Today is a very good day. Today my life was made a good deal easier, as the fine people of LookoutLanding (a quality M's blog) have started a new site,, that has several handy things on it which I will no longer have to calculate (often incorrectly, as I was using a simplified version of the formula - also, a typo in my spreadsheet has caused a general undervaluing of offense, which I'll need to go back and change for some previous posts); notably, wOBA and tRA. The former I have talked about before, and StatCorner is even nice enough to calculate the Run Value based on wOBA for a player per plate appearance, 600 PA, and total actual PA. For example, Nick Markakis actually has a .397 wOBA. which is worth 0.057 runs per PA, 34.2 runs per 600 PA (about what one can expect for a season projection-wise), and 30.2 runs this season so far. Let's call him a 3 win player with the bat. With his previously mentioned +0.5 defense in RF (-0.5) in the AL (+2.5) (adjusting for playing time) that makes Nick a 5 WAR player. And I was hoping he could get up to that level in his prime, before.

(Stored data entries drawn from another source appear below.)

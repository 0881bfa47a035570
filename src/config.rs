//! Environment-based Configuration
//!
//! Everything the server needs to boot comes from environment variables —
//! there is no config file. The wallet seed in particular must never be
//! hardcoded.
//!
//! # Environment Variables
//!
//! - `DOMAIN` — public base URL blob descriptors are built from (required)
//! - `SEED` — BIP39 mnemonic the HD wallet derives from (required)
//! - `TRUSTED_MINT` — the Cashu mint URL trusted on first boot (required)
//! - `OWNER_NPUB` — owner's npub for swapped-token DMs (optional)
//! - `UPLOAD_COST_2MB` — sats per 2MB of upload, 0 = free (default 0)
//! - `DOWNLOAD_COST_2MB` — sats per 2MB of download, 0 = free (default 0)
//! - `BLOSSOM_HOME_DIR` — data directory (default `~/.ratasker`)
//! - `BLOSSOM_ROTATION_PERIOD_MINUTES` — pubkey rotation period (default 60)
//! - `BLOSSOM_PORT` — HTTP listen port (default 8070)
//! - `BLOSSOM_ENABLE_LOCKTIME_CHECK` — default true
//! - `BLOSSOM_ENABLE_DLEQ_CHECK` — default true
//! - `BLOSSOM_LOG_LEVEL` — logging level (default info)

use std::env;
use std::path::PathBuf;

use thiserror::Error;

#[derive(Debug, Error)]
pub enum ConfigError {
    #[error("missing required environment variable: {0}")]
    MissingEnvVar(String),
    #[error("invalid value for {0}: {1}")]
    InvalidValue(String, String),
}

#[derive(Debug, Clone)]
pub struct BlossomConfig {
    pub domain: String,
    pub seed: String,
    pub trusted_mint: String,
    pub owner_npub: Option<String>,
    pub upload_cost_2mb: u64,
    pub download_cost_2mb: u64,
    pub home_dir: PathBuf,
    pub rotation_period_minutes: u64,
    pub port: u16,
    pub enable_locktime_check: bool,
    pub enable_dleq_check: bool,
    pub log_level: String,
}

impl BlossomConfig {
    pub fn from_env() -> Result<Self, ConfigError> {
        let domain = require_env("DOMAIN")?;
        let seed = require_env("SEED")?;
        let trusted_mint = require_env("TRUSTED_MINT")?;
        let owner_npub = env::var("OWNER_NPUB").ok().filter(|v| !v.is_empty());

        let upload_cost_2mb = parse_env_or("UPLOAD_COST_2MB", 0)?;
        let download_cost_2mb = parse_env_or("DOWNLOAD_COST_2MB", 0)?;

        let home_dir = env::var("BLOSSOM_HOME_DIR")
            .map(PathBuf::from)
            .unwrap_or_else(|_| default_home_dir());

        let rotation_period_minutes = parse_env_or("BLOSSOM_ROTATION_PERIOD_MINUTES", 60)?;
        let port = parse_env_or("BLOSSOM_PORT", 8070)?;
        let enable_locktime_check = parse_bool_env_or("BLOSSOM_ENABLE_LOCKTIME_CHECK", true)?;
        let enable_dleq_check = parse_bool_env_or("BLOSSOM_ENABLE_DLEQ_CHECK", true)?;

        let log_level = env::var("BLOSSOM_LOG_LEVEL").unwrap_or_else(|_| "info".to_string());

        Ok(Self {
            domain,
            seed,
            trusted_mint,
            owner_npub,
            upload_cost_2mb,
            download_cost_2mb,
            home_dir,
            rotation_period_minutes,
            port,
            enable_locktime_check,
            enable_dleq_check,
            log_level,
        })
    }

    pub fn enable_nostr_dm(&self) -> bool {
        self.owner_npub.is_some()
    }

    pub fn db_path(&self) -> PathBuf {
        self.home_dir.join("blossom.sqlite3")
    }

    pub fn blobs_dir(&self) -> PathBuf {
        self.home_dir.join("blobs")
    }

    pub fn token_log_path(&self) -> PathBuf {
        self.home_dir.join("tokens.txt")
    }

    pub fn rotation_period_secs(&self) -> i64 {
        (self.rotation_period_minutes * 60) as i64
    }

    pub fn print_summary(&self) {
        println!("=== Blossom Cashu Configuration ===");
        println!("Domain: {}", self.domain);
        println!("Trusted mint: {}", self.trusted_mint);
        println!("Owner DM: {}", if self.enable_nostr_dm() { "enabled" } else { "disabled" });
        println!("Upload cost: {} sat / 2MB", self.upload_cost_2mb);
        println!("Download cost: {} sat / 2MB", self.download_cost_2mb);
        println!("Home dir: {}", self.home_dir.display());
        println!("Rotation period: {} minutes", self.rotation_period_minutes);
        println!("Port: {}", self.port);
        println!("Locktime check: {}", self.enable_locktime_check);
        println!("DLEQ check: {}", self.enable_dleq_check);
        println!("Log level: {}", self.log_level);
        println!("====================================");
    }
}

fn default_home_dir() -> PathBuf {
    env::var("HOME")
        .map(|home| PathBuf::from(home).join(".ratasker"))
        .unwrap_or_else(|_| PathBuf::from(".ratasker"))
}

fn require_env(name: &str) -> Result<String, ConfigError> {
    env::var(name).map_err(|_| ConfigError::MissingEnvVar(name.to_string()))
}

fn parse_env_or<T: std::str::FromStr>(name: &str, default: T) -> Result<T, ConfigError> {
    match env::var(name) {
        Ok(value) => value
            .parse()
            .map_err(|_| ConfigError::InvalidValue(name.to_string(), value)),
        Err(_) => Ok(default),
    }
}

fn parse_bool_env_or(name: &str, default: bool) -> Result<bool, ConfigError> {
    match env::var(name) {
        Ok(value) => match value.to_lowercase().as_str() {
            "1" | "true" | "yes" => Ok(true),
            "0" | "false" | "no" => Ok(false),
            _ => Err(ConfigError::InvalidValue(name.to_string(), value)),
        },
        Err(_) => Ok(default),
    }
}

tRA is calculated in a manner similar to wOBA in that it assigns run values to different events (a K saves about 0.11 runs, while a BB costs about 0.33 runs, a line drive allowed costs about 0.38 runs, and so on). Then the number of runs a pitcher is expected to give up is divided by the numbers of outs he is expected to get, and then multiplied by 27 to give the expected numbers of runs allowed per 9 innings. So one can think of it kind of like ERA (except without the whole earned/unearned thing so it's about 0.50 runs higher). It's an upgrade over FIP, so now that it's readily available I'll use it instead.

Jeremy Guthrie was a tRA of 4.32 this year, compared to his 5.15 tRA from 2007. His excellent results are still confusing to me, but at least he's improving. The tRA+ (like ERA+) is also given, and Guts is at 109 this year.

Daniel Cabrera has been awful, with a 5.50 tRA. He's actually gotten worse each of the last four years. Maybe they really should trade him. I guess I wasn't as objective as I should have been with Daniel, because I really wanted him to at least do OK, so he would stop being made the butt of so many jokes.

Garrett Olson has been pitching much better than it would seem, as his tRA is 4.82, for a tRA+ of 98 (just a bit below league average). Like I said, I'm confident that he can pitch at the back of the O's rotation next year, though unfortunately he may end up near the front end.

Radhames Liz and his 7.58 tRA aren't ready for a big-league rotation.

Brian Burres, as I'm sure many of you realized, kind of sucks; 6.19 tRA.

The pen isn't that good, but far from the disaster of previous years.

Alberto Castillo: 2.51
Jim Johnson: 3.28
Dennis Sarfate: 3.88
George Sherrill: 4.14
Randor Bierd: 4.15
Matt Albers: 4.46
Lance Cormier: 4.78
Fernando Cabrera: 5.79
Jamie Walker: 6.18

Another thing I really like about StatCorner is their team info. It has the starting rotation with a tRA of 5.50 (ouch) which translated to giving up 119 runs above average; the bullpen with a 4.42 tRA (13 more runs than average); and the offense with a wOBA of .339 (scoring 32 runs more than average).

I know it may be confusing for the four or five of you that read this stuff to keep track of my constantly changing stat usage, but whenever I find something better than what I had before (and understand it) I upgrade. wOBA and tRA I think should be around for a little while, though. Apparently, on there are going to be a bunch more things added to StatCorner like tRA* (regressed tRA, which should provide even more predictive value) and wOBA+, as well as leaderboards and the like. I have to say, I'm pretty excited. Now if only there was a really good defensive metric to rely on.